**** The data

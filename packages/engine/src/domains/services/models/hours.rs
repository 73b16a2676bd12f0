//! Weekly operating-hours schedule.
//!
//! Windows are evaluated against the UTC clock. A service with no declared
//! windows and no 24/7 flag is treated as always open; schedules are
//! best-effort data supplied by managers.

use chrono::{DateTime, Datelike, NaiveTime, Utc, Weekday};
use serde::{Deserialize, Serialize};

/// One open window on a given weekday. `close` is exclusive.
#[derive(Debug, Clone, Copy, Serialize, Deserialize, PartialEq)]
pub struct DailyWindow {
    pub day: Weekday,
    pub open: NaiveTime,
    pub close: NaiveTime,
}

/// Weekly schedule: a 24/7 flag or a list of per-day windows.
#[derive(Debug, Clone, Default, Serialize, Deserialize, PartialEq)]
pub struct OperatingHours {
    #[serde(default)]
    pub is_24_7: bool,
    #[serde(default)]
    pub windows: Vec<DailyWindow>,
}

impl OperatingHours {
    pub fn always_open() -> Self {
        Self {
            is_24_7: true,
            windows: Vec::new(),
        }
    }

    pub fn with_windows(windows: Vec<DailyWindow>) -> Self {
        Self {
            is_24_7: false,
            windows,
        }
    }

    /// Whether the schedule says open at the given instant.
    pub fn is_open_at(&self, at: DateTime<Utc>) -> bool {
        if self.is_24_7 {
            return true;
        }
        // No declared hours: assume open
        if self.windows.is_empty() {
            return true;
        }
        let day = at.weekday();
        let time = at.time();
        self.windows
            .iter()
            .any(|w| w.day == day && w.open <= time && time < w.close)
    }
}

#[cfg(test)]
mod tests {
    use super::*;
    use chrono::TimeZone;

    fn window(day: Weekday, open: &str, close: &str) -> DailyWindow {
        DailyWindow {
            day,
            open: open.parse().unwrap(),
            close: close.parse().unwrap(),
        }
    }

    #[test]
    fn test_24_7_is_always_open() {
        let hours = OperatingHours::always_open();
        let midnight = Utc.with_ymd_and_hms(2024, 3, 4, 0, 0, 0).unwrap();
        assert!(hours.is_open_at(midnight));
    }

    #[test]
    fn test_no_declared_hours_assumes_open() {
        let hours = OperatingHours::default();
        let any = Utc.with_ymd_and_hms(2024, 3, 4, 3, 0, 0).unwrap();
        assert!(hours.is_open_at(any));
    }

    #[test]
    fn test_window_boundaries() {
        let hours =
            OperatingHours::with_windows(vec![window(Weekday::Mon, "09:00:00", "17:00:00")]);

        // 2024-03-04 is a Monday
        let at_open = Utc.with_ymd_and_hms(2024, 3, 4, 9, 0, 0).unwrap();
        let before_open = Utc.with_ymd_and_hms(2024, 3, 4, 8, 59, 59).unwrap();
        let at_close = Utc.with_ymd_and_hms(2024, 3, 4, 17, 0, 0).unwrap();
        let tuesday = Utc.with_ymd_and_hms(2024, 3, 5, 12, 0, 0).unwrap();

        assert!(hours.is_open_at(at_open));
        assert!(!hours.is_open_at(before_open));
        assert!(!hours.is_open_at(at_close));
        assert!(!hours.is_open_at(tuesday));
    }

    #[test]
    fn test_multiple_windows_same_day() {
        let hours = OperatingHours::with_windows(vec![
            window(Weekday::Wed, "08:00:00", "12:00:00"),
            window(Weekday::Wed, "13:00:00", "18:00:00"),
        ]);

        // 2024-03-06 is a Wednesday
        let lunch = Utc.with_ymd_and_hms(2024, 3, 6, 12, 30, 0).unwrap();
        let afternoon = Utc.with_ymd_and_hms(2024, 3, 6, 14, 0, 0).unwrap();

        assert!(!hours.is_open_at(lunch));
        assert!(hours.is_open_at(afternoon));
    }
}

********

For every line above that includes the string "midnight", copy the line.

        let midnight = Utc.with_ymd_and_hms(2024, 3, 4, 0, 0, 0).unwrap();
        assert!(hours.is_open_at(midnight));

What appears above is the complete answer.